Segment Open

// ABOUTME: Plan engine orchestrating generation, review, and completion flows
// ABOUTME: Owns the provider policy, the safety gate, and the exclusivity check
//
// SPDX-License-Identifier: MIT OR Apache-2.0
// Copyright (c) 2025 Lotus Wellness Intelligence

//! # Plan Engine
//!
//! The engine is the only entry point callers use; it composes the
//! providers, the safety validator, the workflow state machine, and the
//! injected [`PlanStore`]. Generation never persists an unsafe or
//! partial plan: the safety gate runs on every provider's output, and
//! the active-plan exclusivity check is atomic at the store.

use std::sync::Arc;
use std::time::Instant;

use chrono::Utc;
use lotus_core::models::{Assessment, Plan, PlanUsage, TenantId};
use tracing::{debug, info, warn};
use uuid::Uuid;

use crate::catalog::PoseCatalog;
use crate::errors::{AppError, AppResult, ErrorCode};
use crate::providers::{LocalComposer, PlanProvider, ProviderChoice};
use crate::safety;
use crate::store::PlanStore;
use crate::workflow::{self, ReviewAction};

/// Orchestrator for the plan lifecycle.
///
/// Holds the store capability, the local composer, and an optional rich
/// provider. When the selection policy picks the rich path and none is
/// configured, generation fails with `ProviderUnavailable` rather than
/// silently downgrading to the local composer.
pub struct PlanEngine<S: PlanStore> {
    store: S,
    local: LocalComposer,
    rich: Option<Arc<dyn PlanProvider>>,
}

impl<S: PlanStore> PlanEngine<S> {
    /// Build an engine over a store, a pose catalog, and an optional rich
    /// provider
    #[must_use]
    pub fn new(store: S, catalog: PoseCatalog, rich: Option<Arc<dyn PlanProvider>>) -> Self {
        Self {
            store,
            local: LocalComposer::new(catalog),
            rich,
        }
    }

    /// The underlying store
    pub const fn store(&self) -> &S {
        &self.store
    }

    /// Generate, safety-check, and persist a new plan for a user.
    ///
    /// The assessment is frozen into the plan document exactly as
    /// submitted. At most one pending-or-approved plan may exist per
    /// (tenant, user); the store enforces this atomically.
    ///
    /// # Errors
    ///
    /// - `ValidationError` when the assessment is structurally invalid
    /// - `ProviderUnavailable` when the selected provider fails or the
    ///   rich path is required but not configured
    /// - `SafetyViolation` when the generated plan contains a pose
    ///   contraindicated for a stated limitation
    /// - `ActivePlanExists` when the user already has an active plan
    pub async fn generate_plan(
        &self,
        tenant_id: &TenantId,
        user_id: Uuid,
        assessment: Assessment,
    ) -> AppResult<Plan> {
        if let Err(reason) = assessment.validate() {
            return Err(AppError::invalid_input(reason));
        }

        let choice = crate::providers::select_provider(&assessment);
        let provider: &dyn PlanProvider = match choice {
            ProviderChoice::Local => &self.local,
            ProviderChoice::Rich => self
                .rich
                .as_deref()
                .ok_or_else(|| {
                    AppError::provider_unavailable(
                        "This assessment requires the rich generation provider, \
                         but none is configured",
                    )
                })?,
        };

        debug!(
            tenant = %tenant_id,
            user = %user_id,
            provider = provider.name(),
            "Generating plan"
        );

        let started = Instant::now();
        let (structure, mut metadata) = provider.generate(&assessment).await?;
        metadata.generation_time_ms =
            u64::try_from(started.elapsed().as_millis()).unwrap_or(u64::MAX);

        if let Err(finding) = safety::check(&structure, &assessment) {
            warn!(
                tenant = %tenant_id,
                user = %user_id,
                provider = provider.name(),
                pose = %finding.pose_name,
                limitation = %finding.limitation_type,
                week = finding.week_number,
                session = finding.session_number,
                "Generated plan failed safety validation"
            );
            return Err(AppError::safety_violation(format!(
                "Pose '{}' is contraindicated for the stated limitation '{}'",
                finding.pose_name, finding.limitation_type
            )));
        }
        metadata.safety_checks_passed = true;

        let now = Utc::now();
        let plan = Plan {
            id: Uuid::new_v4(),
            tenant_id: tenant_id.clone(),
            user_id,
            title: format!("{} Yoga Plan", assessment.experience_level.as_str()),
            description: format!(
                "Personalized {}x/week program",
                assessment.sessions_per_week
            ),
            plan_structure: structure,
            user_assessment: assessment,
            generation_metadata: metadata,
            approval_workflow: lotus_core::models::ApprovalWorkflow::default(),
            usage: PlanUsage::default(),
            created_at: now,
            updated_at: now,
        };

        self.store.create_plan_if_no_active(&plan).await?;

        // Best effort: the assessed tier becomes the user's fitness level,
        // but a missing user record must not unwind an already persisted
        // plan.
        let tier = plan.user_assessment.experience_level.as_str();
        match self
            .store
            .update_user_fitness_level(tenant_id, user_id, tier)
            .await
        {
            Ok(()) => {}
            Err(e) if e.code == ErrorCode::NotFound => {
                debug!(tenant = %tenant_id, user = %user_id, "No user record to update");
            }
            Err(e) => return Err(e),
        }

        info!(
            tenant = %tenant_id,
            user = %user_id,
            plan = %plan.id,
            provider = %plan.generation_metadata.model_used,
            latency_ms = plan.generation_metadata.generation_time_ms,
            "Plan generated"
        );
        Ok(plan)
    }

    /// The user's current pending-or-approved plan.
    ///
    /// # Errors
    ///
    /// Returns `NotFound` when the user has no active plan in this tenant.
    pub async fn get_active_plan(&self, tenant_id: &TenantId, user_id: Uuid) -> AppResult<Plan> {
        self.store
            .find_active_plan(tenant_id, user_id)
            .await?
            .ok_or_else(|| AppError::not_found("Active plan"))
    }

    /// Fetch one plan by id.
    ///
    /// # Errors
    ///
    /// Returns `NotFound` when the plan does not exist in this tenant.
    pub async fn get_plan_by_id(&self, tenant_id: &TenantId, plan_id: Uuid) -> AppResult<Plan> {
        self.store
            .get_plan(tenant_id, plan_id)
            .await?
            .ok_or_else(|| AppError::not_found("Plan"))
    }

    /// Apply a reviewer decision to a plan's approval workflow.
    ///
    /// # Errors
    ///
    /// Returns `NotFound` when the plan does not exist in this tenant and
    /// `InvalidTransition` when the workflow state machine disallows the
    /// move; in that case nothing is persisted.
    pub async fn review_plan(
        &self,
        tenant_id: &TenantId,
        plan_id: Uuid,
        action: &ReviewAction,
    ) -> AppResult<Plan> {
        let mut plan = self.get_plan_by_id(tenant_id, plan_id).await?;
        let now = Utc::now();
        workflow::apply_review(&mut plan.approval_workflow, action, now)?;
        plan.updated_at = now;

        self.store
            .update_workflow(tenant_id, plan_id, &plan.approval_workflow, now)
            .await?;

        info!(
            tenant = %tenant_id,
            plan = %plan_id,
            reviewer = %action.reviewer_id,
            status = plan.approval_workflow.status.as_str(),
            "Plan reviewed"
        );
        Ok(plan)
    }

    /// Pending plans awaiting review, newest first. `page` is 1-based;
    /// returns the page and the total pending count.
    ///
    /// # Errors
    ///
    /// Returns a database error when the store query fails.
    pub async fn list_pending_plans(
        &self,
        tenant_id: &TenantId,
        page: u32,
        page_size: u32,
    ) -> AppResult<(Vec<Plan>, u64)> {
        self.store.list_pending(tenant_id, page, page_size).await
    }

    /// Record a completed practice session against a plan.
    ///
    /// Updates the plan's usage ledger and the user's progress ledger
    /// atomically, including streak and milestone bookkeeping.
    ///
    /// # Errors
    ///
    /// Returns `NotFound` when the plan does not exist in this tenant or
    /// belongs to a different user, and `InvalidSession` when
    /// `session_number` falls outside the plan's `1..=total_sessions`
    /// range.
    pub async fn record_session_completion(
        &self,
        tenant_id: &TenantId,
        plan_id: Uuid,
        user_id: Uuid,
        session_number: u32,
        duration_minutes: u32,
    ) -> AppResult<()> {
        let plan = self.get_plan_by_id(tenant_id, plan_id).await?;
        if plan.user_id != user_id {
            return Err(AppError::not_found("Plan"));
        }

        let total = plan.plan_structure.total_sessions;
        if session_number == 0 || session_number > total {
            return Err(AppError::invalid_session(format!(
                "Session number must be between 1 and {total}"
            )));
        }

        let completed_at = Utc::now();
        self.store
            .record_session_completion(tenant_id, plan_id, user_id, duration_minutes, completed_at)
            .await?;

        info!(
            tenant = %tenant_id,
            user = %user_id,
            plan = %plan_id,
            session = session_number,
            minutes = duration_minutes,
            "Session completion recorded"
        );
        Ok(())
    }
}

Segment Closed

▶ **What to produce**: From the data above, copy out every line with the string "default" in it.

▶ **Response area**:
            approval_workflow: lotus_core::models::ApprovalWorkflow::default(),
            usage: PlanUsage::default(),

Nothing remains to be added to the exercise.